Neuwähler für die Jobbik zu finden, sei nicht allzu schwer, so ein Journalist. Sie aber auch zum Reden zu bewegen… sei dafür umso schwieriger. Das berühmt-berüchtigte französsiche Sprichwort „Am Tisch, weder Religion noch Politik“ wird hier wohl noch deutlicher beachtet. Einige wichtige Figuren der Jobbik betreiben Autozensur, wegen der Posten, die sie innehaben. Auch die Vertreter anderer Parteien geben sich lieber wortkarg, aus Angst irgendwo öffentlich zitiert zu werden.

Am Anderen Ende des Aktivismus befindet sich eine absolute Ablehnung der Politik im Allgmeinen. So ist es der Fall bei Csilla, 26 Jahre und aus Nyíregyháza, die als Verkäuferin arbeitet: „Für mich gibt es absolut keinen Unterschied zwischen den Parteien, ob es nun das Programm ist oder ihr Korruptionsniveau. Es ist eine Welt, die ich so weit wie möglich von meinem Leben entfernt wissen möchte.“

Kann man mit Likes Wahlen gewinnen?

Geht es nach Gábor Vona, dann reichen Facebook-Likes nicht aus. "Eine Partei sollte sich über ihr Programm identifizieren, über Aktivitäten in der Nationalversammlung, über die Leitlinien ihres Präsidenten - und nicht über Posts auf Facebook", erklärte er in einer Polit-Talkshow am 3. Mai. Neben Vonas Versuchen, das Parteiimage aufzupolieren, schlägt die Partei trotzdem immer wieder über die Stränge.

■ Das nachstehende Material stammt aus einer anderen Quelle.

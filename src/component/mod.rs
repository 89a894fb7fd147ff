// relkit: Release Orchestration Tool
//
// SPDX-License-Identifier: GPL-3.0-or-later

//! Component registry and descriptors.
//!
//! ```text
//! Config [[component]] entries
//!        |
//!        v
//! ComponentRegistry::from_config
//!   unique names, existing source dirs (fail fast)
//!        |
//!        v
//! ordered, read-only [ComponentDescriptor]
//! ```
//!
//! A component is an independently buildable sub-project. The registry is
//! static for the duration of a run; its order is the build order.

pub mod builder;


use std::collections::BTreeSet;
use std::path::{Path, PathBuf};

use crate::config::{ComponentConfig, Config};
use crate::error::{ConfigError, Result};
use crate::pipeline::ArtifactKind;

/// A single sub-project descriptor with its source directory resolved
/// against the project root.
#[derive(Debug, Clone)]
pub struct ComponentDescriptor {
    /// Unique component name (e.g. "core", "cpp", "java", "ns3").
    name: String,
    /// Resolved source directory; the build command's working directory.
    source_dir: PathBuf,
    /// Build invocation (program + args).
    build_command: Vec<String>,
    /// Optional clean invocation.
    clean_command: Vec<String>,
    /// Dist artifact path relative to `source_dir`, if the component
    /// produces distributables.
    dist_path: Option<PathBuf>,
    /// Documentation path relative to `source_dir`, if the component
    /// produces documentation.
    doc_path: Option<PathBuf>,
    /// Whether collected dist artifacts get the component name spliced
    /// into the generic project prefix.
    disambiguate: bool,
}

impl ComponentDescriptor {
    fn from_config(entry: &ComponentConfig, project_root: &Path) -> Self {
        Self {
            name: entry.name.clone(),
            source_dir: project_root.join(&entry.path),
            build_command: entry.build.clone(),
            clean_command: entry.clean.clone(),
            dist_path: entry.dist.clone(),
            doc_path: entry.doc.clone(),
            disambiguate: entry.disambiguate,
        }
    }

    /// Returns the component name.
    #[must_use]
    pub fn name(&self) -> &str {
        &self.name
    }

    /// Returns the resolved source directory.
    #[must_use]
    pub fn source_dir(&self) -> &Path {
        &self.source_dir
    }

    /// Returns the build invocation.
    #[must_use]
    pub fn build_command(&self) -> &[String] {
        &self.build_command
    }

    /// Returns the clean invocation; empty when the component has none.
    #[must_use]
    pub fn clean_command(&self) -> &[String] {
        &self.clean_command
    }

    /// Returns the artifact path for `kind`, relative to the source
    /// directory, if the component produces that kind.
    #[must_use]
    pub fn artifact_path(&self, kind: ArtifactKind) -> Option<&Path> {
        match kind {
            ArtifactKind::Dist => self.dist_path.as_deref(),
            ArtifactKind::Doc => self.doc_path.as_deref(),
        }
    }

    /// Returns whether this component's dist artifacts get renamed after
    /// collection.
    #[must_use]
    pub const fn disambiguate(&self) -> bool {
        self.disambiguate
    }
}

/// Ordered, read-only sequence of component descriptors.
#[derive(Debug)]
pub struct ComponentRegistry {
    components: Vec<ComponentDescriptor>,
}

impl ComponentRegistry {
    /// Builds the registry from the loaded configuration.
    ///
    /// Fails fast on configuration errors: duplicate names (re-checked
    /// here even though config validation also rejects them) and source
    /// directories that don't exist at invocation time. No side effects.
    ///
    /// # Errors
    ///
    /// Returns a `ConfigError` describing the first offending component.
    pub fn from_config(config: &Config) -> Result<Self> {
        let root = config.project_root();
        let mut seen = BTreeSet::new();
        let mut components = Vec::with_capacity(config.components.len());

        for entry in &config.components {
            if !seen.insert(entry.name.clone()) {
                return Err(ConfigError::DuplicateComponent(entry.name.clone()).into());
            }

            let descriptor = ComponentDescriptor::from_config(entry, root);
            if !descriptor.source_dir.is_dir() {
                return Err(ConfigError::MissingSourceDir {
                    name: descriptor.name,
                    path: descriptor.source_dir,
                }
                .into());
            }
            components.push(descriptor);
        }

        Ok(Self { components })
    }

    /// Returns the descriptors in registry (build) order.
    #[must_use]
    pub fn components(&self) -> &[ComponentDescriptor] {
        &self.components
    }

    /// Returns the number of registered components.
    #[must_use]
    pub fn len(&self) -> usize {
        self.components.len()
    }

    /// Returns whether the registry is empty.
    #[must_use]
    pub fn is_empty(&self) -> bool {
        self.components.is_empty()
    }

    /// Iterates over descriptors in registry order.
    pub fn iter(&self) -> std::slice::Iter<'_, ComponentDescriptor> {
        self.components.iter()
    }
}

impl<'a> IntoIterator for &'a ComponentRegistry {
    type Item = &'a ComponentDescriptor;
    type IntoIter = std::slice::Iter<'a, ComponentDescriptor>;

    fn into_iter(self) -> Self::IntoIter {
        self.iter()
    }
}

Einige Abgeordnete posten ziemlich anstößige Kommentare auf Facebook, andere lassen sich zu antisemitischen oder Anti-Roma-Tiraden im Parlament verleiten. So zum Beispiel die Anfrage des Jobbik-Abgeordneten Márton Gyöngyösi, eine Liste der Parlamentarier anzufertigen, die eine doppelte ungarisch-israelische Staatsbürgerschaft aufweisen. Immer wieder tauchen 'Patzer' wie diese auf und Vona versucht im Anschluss die Gemüter wieder zu besänftigen. Doch trotz aller öffentlichen Entschuldigungen wird schnell klar, dass der Glatzkopf seine Einstellungen hier nur mit ein bisschen Schminke vertuscht.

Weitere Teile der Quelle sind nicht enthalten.